Les courbes du salaire moyen en France n’ont cessé de grimper ces vingt dernières années. Statista évalue le salaire moyen à 31 247 euros en 2000, soit une progression de 25,6 % en deux décennies. L’OFCE, le laboratoire économique de Sciences Po, explique ce phénomène par la disparition progressive des emplois peu qualifiés.

Dans les années 2010, les managers ont été les véritables moteurs de cette augmentation, avec une progression de plus de 5 %. Ils devancent les professions intermédiaires (+11 %) et les employés (+10 %).

Mais, comme le souligne l’OFCE, cette hausse du salaire moyen des cadres n’a pas gommé les inégalités, bien au contraire. En 2004, le seuil inférieur à 90 % des emplois se situait à 36 000 euros, contre 3 000 euros dans les années 1980.

Salaire moyen en France : les inégalités de genre persistent en 2021

Les discours progressent, mais les chiffres sont têtus : les écarts de rémunération entre femmes et hommes résistent. En 2021, 31 % des cadres estiment que leur entreprise s’est engagée à résorber ces disparités ces cinq dernières années. Pourtant, cette dynamique convainc peu les principales concernées : seules 14 % des femmes cadres tablent sur un recul des inégalités salariales cette année-là.

À la loupe, les écarts restent flagrants. En 2015, la rémunération brute annuelle hommes-femmes affichait déjà 50 000 euros contre 44 400 euros. Depuis, la progression n’a pas comblé la distance : aujourd’hui, le salaire brut moyen atteint 52 000 euros pour les hommes, mais seulement 46 000 euros pour les femmes cadres.

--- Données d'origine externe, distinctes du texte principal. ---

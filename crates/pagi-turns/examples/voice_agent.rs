//! Voice agent demo: microphone → VAD → STT → LLM (with a property search tool) → TTS → speakers.
//!
//! Requires `--features audio` and API keys in `.env`:
//! - `LLM_API_KEY` / `STT_API_KEY` / `TTS_API_KEY`, or one shared `OPENAI_API_KEY` / `PAGI_LLM_API_KEY`.
//! - `VAD_BACKEND=energy` uses the RMS detector instead of WebRTC VAD.
//! - `PAGI_TURNS_CONFIG` points at a TOML file with session thresholds.
//!
//! Talk over the agent to interrupt it. Ctrl+C ends the session and prints the transcript.

use anyhow::Context;
use pagi_turns::{
    tool_fn, AudioConfig, BoxError, Detector, EnergyDetector, Engines, MicrophoneCapture,
    OpenAiGenerator, OpenAiSynthesizer, OpenAiTranscriber, ParamType, RodioPlayback,
    SessionConfig, ToolDefinition, ToolDispatcher, TurnEvent, VadConfig, VoiceSession,
    WebRtcDetector,
};
use serde_json::json;
use std::sync::Arc;
use tracing::{info, warn};
use tracing_subscriber::EnvFilter;

const SYSTEM_PROMPT: &str = "Sei un agente immobiliare cordiale. Rispondi in italiano, \
con frasi brevi adatte alla voce. Usa search_property per cercare immobili in una zona.";

const GREETING: &str = "Ciao! Sono pronto. Di cosa vogliamo parlare oggi?";

fn property_tools() -> anyhow::Result<ToolDispatcher> {
    let mut tools = ToolDispatcher::new();
    tools.register(
        ToolDefinition::new("search_property", "Cerca immobili in vendita in una zona della città")
            .param("zona", ParamType::String, "Quartiere o zona, ad esempio Centro", true)
            .param("max_prezzo", ParamType::Integer, "Prezzo massimo in euro", false),
        tool_fn(|args| async move {
            let zona = args["zona"].as_str().unwrap_or_default().to_string();
            let max = args["max_prezzo"].as_i64().unwrap_or(i64::MAX);
            let listings: Vec<_> = [
                ("Trilocale luminoso", 245_000),
                ("Bilocale ristrutturato", 180_000),
                ("Attico con terrazzo", 420_000),
            ]
            .into_iter()
            .filter(|(_, price)| *price <= max)
            .map(|(title, price)| json!({ "titolo": title, "zona": zona, "prezzo": price }))
            .collect();
            Ok::<_, BoxError>(json!({ "risultati": listings }).to_string())
        }),
    )?;
    Ok(tools)
}

fn detector(vad: VadConfig) -> anyhow::Result<Arc<dyn Detector>> {
    let backend = std::env::var("VAD_BACKEND").unwrap_or_default();
    if backend.eq_ignore_ascii_case("energy") {
        info!("VAD: energy threshold");
        return Ok(Arc::new(EnergyDetector::new(vad)?));
    }
    info!("VAD: WebRTC");
    Ok(Arc::new(WebRtcDetector::new(vad)?))
}

#[tokio::main]
async fn main() -> anyhow::Result<()> {
    let _ = dotenvy::dotenv();
    tracing_subscriber::fmt()
        .with_env_filter(
            EnvFilter::try_from_default_env().unwrap_or_else(|_| EnvFilter::new("info,pagi_turns=debug")),
        )
        .init();

    let config = SessionConfig::load().context("loading session config")?;
    let engines = Engines {
        detector: detector(VadConfig::default())?,
        transcriber: Arc::new(OpenAiTranscriber::from_env()?),
        generator: Arc::new(OpenAiGenerator::from_env()?),
        synthesizer: Arc::new(OpenAiSynthesizer::from_env()?),
        playback: Arc::new(RodioPlayback::new()?),
        shutdown: None,
    };

    let session = VoiceSession::start(engines, config, SYSTEM_PROMPT, property_tools()?).await?;

    let mut events = session.subscribe();
    tokio::spawn(async move {
        while let Ok(event) = events.recv().await {
            match event {
                TurnEvent::UserTurnCommitted { text } => info!("🧑 {}", text),
                TurnEvent::AgentResponseCommitted { text } => info!("🤖 {}", text),
                TurnEvent::ToolInvoked { name, is_error } => info!("🔧 {} (error: {})", name, is_error),
                TurnEvent::Interrupted { speech, words } => {
                    info!("⚡ Interrupted after {:?} ({} words)", speech, words)
                }
                TurnEvent::Error(e) => warn!("⚠️ {}", e),
                TurnEvent::Shutdown => break,
                _ => {}
            }
        }
    });

    // The capture stream is not Send; it stays on this task until shutdown.
    let _capture = MicrophoneCapture::new(AudioConfig::default())?.start(session.audio_input())?;
    session.say(GREETING, true).await?;

    info!("Listening. Press Ctrl+C to stop.");
    tokio::signal::ctrl_c().await?;

    let snapshot = session.stop().await?;
    if session.dropped_frames() > 0 {
        warn!("{} audio frames dropped during the session", session.dropped_frames());
    }
    println!("{}", snapshot.to_json()?);
    Ok(())
}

Les différences sont plus ténues chez les jeunes générations. Parmi les moins de 35 ans, l’écart se réduit à 4 %, mais grimpe à 12 % pour les cadres de 55 ans et plus.

Ces disparités se traduisent aussi dans l’accès aux postes de direction : en 2021, seulement 36 % des fonctions dirigeantes sont occupées par des femmes. Les secteurs restent profondément inégaux : 67 % de femmes dans la santé, la culture et le social, 62 % dans les ressources humaines, mais à peine 18 % dans l’informatique et 15 % dans l’industrie ou la construction.

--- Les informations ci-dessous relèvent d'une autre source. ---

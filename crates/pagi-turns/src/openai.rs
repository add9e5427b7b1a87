//! **OpenAI-compatible engines** - streaming chat completions, speech synthesis and
//! transcription over HTTP.
//!
//! Works against OpenAI, OpenRouter or any server speaking the same wire format.
//! Endpoints and keys come from the environment (see [`ApiConfig`]).

use crate::context::{ConversationMessage, Role};
use crate::engines::{
    AudioFrame, EngineStream, FrameStream, GenerationRequest, Generator, GeneratorEvent,
    Synthesizer, TranscriptEvent, Transcriber,
};
use crate::error::{TurnError, TurnResult};
use crate::tools::{ToolDefinition, ToolInvocation};
use futures::{Stream, StreamExt};
use serde_json::{json, Value};
use std::collections::BTreeMap;
use std::io::Cursor;
use std::time::Duration;
use tokio::sync::mpsc;
use tokio_stream::wrappers::ReceiverStream;
use tokio_util::sync::CancellationToken;
use tracing::{debug, info, warn};

const DEFAULT_BASE_URL: &str = "https://api.openai.com/v1";

/// Sample rate of the `pcm` response format of the speech endpoint (s16le mono).
pub const TTS_PCM_SAMPLE_RATE: u32 = 24_000;

/// 20 ms at 24 kHz.
const TTS_FRAME_SAMPLES: usize = 480;

/// Endpoint, key and model for one API.
#[derive(Debug, Clone)]
pub struct ApiConfig {
    /// Base URL without trailing slash (e.g. https://api.openai.com/v1).
    pub base_url: String,
    pub api_key: String,
    pub model: String,
}

impl ApiConfig {
    pub fn new(base_url: impl Into<String>, api_key: impl Into<String>, model: impl Into<String>) -> Self {
        Self {
            base_url: base_url.into().trim_end_matches('/').to_string(),
            api_key: api_key.into(),
            model: model.into(),
        }
    }

    /// Read `{PREFIX}_API_URL`, `{PREFIX}_API_KEY` and `{PREFIX}_MODEL`, falling back to
    /// `PAGI_LLM_API_KEY`, `OPENROUTER_API_KEY` or `OPENAI_API_KEY` for the key.
    pub fn from_env(prefix: &str, default_model: &str) -> TurnResult<Self> {
        let base_url = std::env::var(format!("{prefix}_API_URL"))
            .unwrap_or_else(|_| DEFAULT_BASE_URL.to_string());
        let api_key = std::env::var(format!("{prefix}_API_KEY"))
            .or_else(|_| std::env::var("PAGI_LLM_API_KEY"))
            .or_else(|_| std::env::var("OPENROUTER_API_KEY"))
            .or_else(|_| std::env::var("OPENAI_API_KEY"))
            .map_err(|_| {
                TurnError::Config(format!(
                    "{prefix} requires {prefix}_API_KEY, PAGI_LLM_API_KEY, OPENROUTER_API_KEY or OPENAI_API_KEY"
                ))
            })?;
        let model = std::env::var(format!("{prefix}_MODEL"))
            .unwrap_or_else(|_| default_model.to_string());
        Ok(Self::new(base_url, api_key, model))
    }

    fn endpoint(&self, path: &str) -> String {
        format!("{}/{}", self.base_url, path)
    }
}

fn http_client(timeout: Option<Duration>) -> TurnResult<reqwest::Client> {
    let mut builder = reqwest::Client::builder().connect_timeout(Duration::from_secs(10));
    if let Some(timeout) = timeout {
        builder = builder.timeout(timeout);
    }
    builder
        .build()
        .map_err(|e| TurnError::Config(format!("HTTP client: {e}")))
}

async fn error_body(res: reqwest::Response) -> String {
    let status = res.status();
    let body = res.text().await.unwrap_or_default();
    format!("API error {status}: {body}")
}

// ---------------------------------------------------------------------------
// Wire format
// ---------------------------------------------------------------------------

/// Map the conversation log to chat-completions messages.
pub fn chat_messages(messages: &[ConversationMessage]) -> Vec<Value> {
    messages
        .iter()
        .map(|msg| match (msg.role, &msg.tool_call) {
            (Role::System, _) => json!({ "role": "system", "content": msg.content }),
            (Role::User, _) => json!({ "role": "user", "content": msg.content }),
            (Role::Agent, Some(call)) => json!({
                "role": "assistant",
                "content": Value::Null,
                "tool_calls": [{
                    "id": call.id,
                    "type": "function",
                    "function": {
                        "name": call.name,
                        "arguments": call.arguments.to_string(),
                    }
                }]
            }),
            (Role::Agent, None) => json!({ "role": "assistant", "content": msg.content }),
            (Role::Tool, call) => json!({
                "role": "tool",
                "tool_call_id": call.as_ref().map(|c| c.id.as_str()).unwrap_or_default(),
                "content": msg.content,
            }),
        })
        .collect()
}

/// Function specs advertised in the request.
pub fn tool_specs(tools: &[ToolDefinition]) -> Vec<Value> {
    tools
        .iter()
        .map(|tool| {
            json!({
                "type": "function",
                "function": {
                    "name": tool.name,
                    "description": tool.description,
                    "parameters": tool.json_schema(),
                }
            })
        })
        .collect()
}

/// Splits a server-sent-events byte stream into `data:` payloads.
#[derive(Debug, Default)]
pub struct SseDecoder {
    buffer: Vec<u8>,
}
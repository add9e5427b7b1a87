//! **Voice session** - the public handle tying engines, pipelines and the turn controller together.
//!
//! A session owns one conversation. Audio goes in through [`AudioInput`]; the
//! controller decides when the user has finished, runs the generator (with tools)
//! and speaks the answer, and stops speaking when the user barges in.

use crate::config::SessionConfig;
use crate::context::{ContextSnapshot, ConversationContext, SharedContext};
use crate::engines::Engines;
use crate::error::{TurnError, TurnResult};
use crate::pipeline::{AudioInput, DetectionStage, ResponseCoordinator};
use crate::tools::ToolDispatcher;
use crate::turn::{ControlEvent, TurnController, TurnEvent, TurnState};
use std::sync::Arc;
use tokio::sync::{broadcast, mpsc, oneshot, watch};
use tokio_util::sync::CancellationToken;
use tracing::info;

const EVENT_CAPACITY: usize = 256;

/// Handle to a running voice session. Dropping it shuts the session down.
pub struct VoiceSession {
    control: mpsc::Sender<ControlEvent>,
    input: AudioInput,
    state: watch::Receiver<TurnState>,
    events: broadcast::Sender<TurnEvent>,
    context: SharedContext,
    cancel: CancellationToken,
}

/// Start a session. Shorthand for [`VoiceSession::start`].
pub async fn start_session(
    engines: Engines,
    config: SessionConfig,
    system_prompt: impl Into<String>,
    tools: ToolDispatcher,
) -> TurnResult<VoiceSession> {
    VoiceSession::start(engines, config, system_prompt, tools).await
}

impl VoiceSession {
    /// Validate the configuration, seed the context with `system_prompt` and spawn
    /// the detection stage and the turn controller. Must run inside a tokio runtime.
    pub async fn start(
        engines: Engines,
        config: SessionConfig,
        system_prompt: impl Into<String>,
        tools: ToolDispatcher,
    ) -> TurnResult<Self> {
        config.validate()?;
        info!("🎭 Starting voice session ({} tools)", tools.tool_names().len());

        let context = ConversationContext::with_system_prompt(system_prompt)?.into_shared();
        let cancel = CancellationToken::new();
        let (control_tx, control_rx) = mpsc::channel(config.control_queue);
        let (state_tx, state_rx) = watch::channel(TurnState::Idle);
        let (events, _) = broadcast::channel(EVENT_CAPACITY);
        let (input, frames) = AudioInput::channel(config.audio_queue_frames);

        DetectionStage {
            config: config.clone(),
            detector: Arc::clone(&engines.detector),
            transcriber: Arc::clone(&engines.transcriber),
            frames,
            control: control_tx.clone(),
            cancel: cancel.child_token(),
        }
        .spawn();

        let coordinator = ResponseCoordinator::new(
            config.clone(),
            Arc::clone(&context),
            engines.generator,
            engines.synthesizer,
            engines.playback,
            Arc::new(tools),
            control_tx.clone(),
            events.clone(),
            cancel.clone(),
        );
        let controller = TurnController::new(
            config,
            Arc::clone(&context),
            coordinator,
            engines.shutdown,
            cancel.clone(),
            state_tx,
            events.clone(),
        );
        tokio::spawn(controller.run(control_rx));

        info!("✅ Voice session started");
        Ok(Self {
            control: control_tx,
            input,
            state: state_rx,
            events,
            context,
            cancel,
        })
    }

    /// Lossy sender for captured audio frames.
    pub fn audio_input(&self) -> AudioInput {
        self.input.clone()
    }

    /// Speak `text` as an agent turn without a preceding user turn (greetings).
    ///
    /// Only accepted while Idle; otherwise fails with `SessionBusy`.
    pub async fn say(&self, text: impl Into<String>, allow_interruptions: bool) -> TurnResult<()> {
        let (reply, response) = oneshot::channel();
        self.control
            .send(ControlEvent::Say {
                text: text.into(),
                allow_interruptions,
                reply,
            })
            .await
            .map_err(|_| TurnError::SessionClosed)?;
        response.await.map_err(|_| TurnError::SessionClosed)?
    }

    /// Cancel any response, move to ShuttingDown and return the final conversation.
    ///
    /// Fails with `ContextInvariantViolation` if the log is inconsistent; the shutdown
    /// collaborator is not called in that case.
    pub async fn stop(&self) -> TurnResult<ContextSnapshot> {
        let (reply, response) = oneshot::channel();
        self.control
            .send(ControlEvent::Stop { reply })
            .await
            .map_err(|_| TurnError::SessionClosed)?;
        let result = response.await.map_err(|_| TurnError::SessionClosed)?;
        self.cancel.cancel();
        result
    }

    pub fn state(&self) -> TurnState {
        *self.state.borrow()
    }

    /// Receiver notified on every state change.
    pub fn watch_state(&self) -> watch::Receiver<TurnState> {
        self.state.clone()
    }

    pub fn subscribe(&self) -> broadcast::Receiver<TurnEvent> {
        self.events.subscribe()
    }

    /// Copy of the conversation so far.
    pub async fn snapshot(&self) -> ContextSnapshot {
        self.context.read().await.snapshot()
    }

    pub fn dropped_frames(&self) -> u64 {
        self.input.dropped_frames()
    }
}

impl Drop for VoiceSession {
    fn drop(&mut self) {
        self.cancel.cancel();
    }
}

Les femmes séniors peinent également à accéder à des postes à responsabilité. En 2021, elles ne sont que 35 % à encadrer d’autres cadres. Et lorsque l’APEC interroge les managers sur leur volonté d’évoluer, le résultat est net : chez les moins de 35 ans, 68 % des hommes se disent prêts à franchir le pas, contre seulement 47 % des femmes.

Le tableau du salaire des cadres en France se donne à voir sans fard : entre progression, disparités et promesses d’égalité, la réalité demeure contrastée. Reste à savoir si la prochaine décennie saura changer la donne ou amplifier les écarts.